La bibliothèque privée de Rubens comptait parmi les plus grandes d'Anvers. Les livres n'étaient pas seulement une source de savoir et d'inspiration, ils lui donnaient prise sur le monde et l'aidaient à faire ses choix. Tant sur le plan privé qu'au niveau professionnel. Pendant qu'il peignait, il se faisait lire des extraits d'auteurs classiques réputés. Une sorte de podcast avant l'heure.
Petites critiques entre amis
Comment savons-nous que Rubens lisait ? Les lettres qu'il écrivait à ses amis révèlent son intérêt pour l'actualité, l'architecture, la science et la politique. Logique, car il tenait à rester informé des toutes dernières nouveautés dans ces domaines. Il lui arrivait souvent de discuter de livres dans sa correspondance avec ses amis à l'étranger ou ils s'entraidaient pour dénicher des éditions rares.
Rubens demandait aussi qu'on lui envoie des titres sur l'« hérésie » qui faisaient beaucoup de bruit. Cela relève, là encore, de son intérêt pour l'actualité. Aux environs de 1620, il a notamment acquis le manifeste rosicrucien amstellodamois, un livre secret écrit en lettres rouges sur la liste noire des autorités catholiques.
Auteurs grecs et romains
Afin de pouvoir représenter les récits classiques avec précision sur ses toiles, Rubens collectionnait des ouvrages d'auteurs antiques romains et grecs comme Virgile et Ovide. C'est en se basant sur leurs textes qu'il a développé son style visuel. Notons que Rubens commandait les ouvrages dans leur langue d'origine afin d'éviter toute erreur de traduction. Il a donc appris le grec par lui-même à l'aide d'un dictionnaire.
Des moments entre père et fils
Rubens partageait aussi sa passion pour les auteurs de l'Antiquité grecque et latine avec son fils Albert.

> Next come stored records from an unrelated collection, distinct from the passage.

use std::time::Duration;

use crate::config::Settings;

/// Close policy and buffer limits applied by the coordinator
#[derive(Debug, Clone, PartialEq, Eq)]
pub struct CoordinatorOptions {
    /// Remove a tab as soon as its process finishes
    pub auto_close_finished: bool,
    /// Ask the host to close the panel once the last tab is removed
    pub close_on_last: bool,
    /// Wait after killing everything on window close, before forced teardown
    pub close_grace: Duration,
    /// Per-process output cap in bytes (`None` = unbounded)
    pub output_limit: Option<usize>,
}

impl Default for CoordinatorOptions {
    fn default() -> Self {
        Self {
            auto_close_finished: false,
            close_on_last: false,
            close_grace: Duration::from_millis(500),
            output_limit: None,
        }
    }
}

impl From<&Settings> for CoordinatorOptions {
    fn from(settings: &Settings) -> Self {
        Self {
            auto_close_finished: settings.auto_close_finished,
            close_on_last: settings.close_on_last,
            close_grace: Duration::from_millis(settings.close_grace_ms),
            output_limit: (settings.output_limit_bytes > 0).then_some(settings.output_limit_bytes),
        }
    }
}
//! procrun - launch and watch external programs from a tabbed panel
//!
//! Every launched program gets its own tab showing its merged stdout/stderr.
//! Tabs and running processes are kept in step by a single
//! [`coordinator::TabCoordinator`], which also applies the close policy
//! (auto-close finished tabs, confirm before killing, close the panel when
//! the last tab goes away).
//!
//! ## Layers
//!
//! - [`domain`]: process definitions, states, output logs and events
//! - [`process`]: launching children and tracking them in a registry
//! - [`coordinator`]: tab bookkeeping on the UI thread
//! - [`form`] and [`store`]: the "new command" form and the saved commands tree
//! - [`gui`]: the egui front end

pub mod config;
pub mod coordinator;
pub mod domain;
pub mod error;
pub mod form;
pub mod gui;
pub mod process;
pub mod store;

pub use domain::*;
pub use error::{ProcRunError, SpawnError};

Celui-ci venait régulièrement s'immerger dans la vaste bibliothèque de son père. Pour son treizième anniversaire, Albert a même écrit un poème sur les monnaies grecques qui a été publié, faisant de lui le plus jeune poète de la ville.

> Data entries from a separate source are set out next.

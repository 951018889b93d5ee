//! Init command implementation

use anyhow::{Result, bail};
use std::path::Path;

/// Default configuration content for procrun init
pub const DEFAULT_CONFIG: &str = r#"# procrun configuration
#
# Available options:
#   auto_close_finished - Remove a tab as soon as its process finishes (default: false)
#   close_on_last       - Close the panel when the last tab goes away (default: false)
#   start_timeout_ms    - How long to wait for a program to start (default: 5000)
#   close_grace_ms      - Wait after killing everything on window close (default: 500)
#   tick_interval_ms    - GUI refresh interval while processes run (default: 100)
#   output_limit_bytes  - Output kept per tab, 0 = unbounded (default: 1048576)
#   panel_name          - Table of the commands file this panel uses (default: "procrun")
#   commands_file       - Saved commands file (default: ~/.procrun/commands.toml)

[settings]
auto_close_finished = false
close_on_last = false
start_timeout_ms = 5000
close_grace_ms = 500
tick_interval_ms = 100
output_limit_bytes = 1048576
panel_name = "procrun"
"#;

/// Write the default configuration to `config_path`
pub fn init_command(config_path: &Path, force: bool) -> Result<()> {
    if config_path.exists() && !force {
        bail!(
            "Configuration already exists: {}\nUse --force to overwrite.",
            config_path.display()
        );
    }

    if let Some(parent) = config_path.parent() {
        if !parent.as_os_str().is_empty() && !parent.exists() {
            std::fs::create_dir_all(parent)?;
        }
    }

    std::fs::write(config_path, DEFAULT_CONFIG)?;
    println!("Created: {}", config_path.display());

    Ok(())
}

#[cfg(test)]
mod tests {
    use super::*;
    use procrun::config::Config;

    #[test]
    fn test_default_config_matches_defaults() {
        let config: Config = toml::from_str(DEFAULT_CONFIG).unwrap();
        assert_eq!(config, Config::default());
    }

    #[test]
    fn test_init_refuses_to_overwrite() {
        let dir = tempfile::tempdir().unwrap();
        let path = dir.path().join("config.toml");
        init_command(&path, false).unwrap();
        assert!(init_command(&path, false).is_err());
        init_command(&path, true).unwrap();
    }
}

« Têtes d'empereurs, cortèges, temples et triomphes,
ont été immortalisés dans le métal
Lorsque Rome, ville des hommes et des dieux,
Était encore régie par d'anciennes lois.
Le temps, vorace, menace tout
Ce que recèlent les sombres entrailles de la terre. »
Science et nature
Les ouvrages commandés par Rubens et les demandes de reliures à l'imprimerie Plantin confirment également ses intérêts variés : des ouvrages scientifiques aux encyclopédies d'histoire naturelle. Dès qu'une nouvelle édition paraissait, elle ne tardait pas à atterrir dans sa bibliothèque. Parfois tout simplement parce que le sujet l'intriguait, parfois pour préparer des commandes artistiques bien précises. Comment dessiner une scène de chasse, des pattes d'hippopotame ou un pivert en représentant tous les détails avec réalisme ? Pour la justesse des aliments, les difficultés liées à l'anatomie ou la couleur des plumes, il se référait à l'encyclopédie d'Aldrovandi, un naturaliste italien.
Un storyteller méticuleux
Pour restituer avec précision les scènes historiques comme celle d'Henri IV à la bataille d'Ivry, Rubens achetait tous les livres d'histoire et récits de voyage qu'il pouvait trouver. Et dans le cadre de ses missions diplomatiques, il était abonné à la revue française Mercure François, ancêtre du journal moderne. Mais tout ne tournait pas toujours autour de son travail. Les titres de ses amis écrivains, comme Juste Lipse, Aubert le Mire et Jean-Jacques Chifflet apparaissaient aussi sur ses étagères.
Une maison à part
La bibliothèque privée de Rubens était impressionnante. Cet Internet de papier lui servait au quotidien. Mais Rubens avait besoin de place pour conserver cette collection de livres qui ne cessait de s'enrichir. À la fin de sa vie, ses livres étaient même conservés dans une maison à part sur l'actuelle Hopland, à l'endroit même où se dresse aujourd'hui la nouvelle bibliothèque.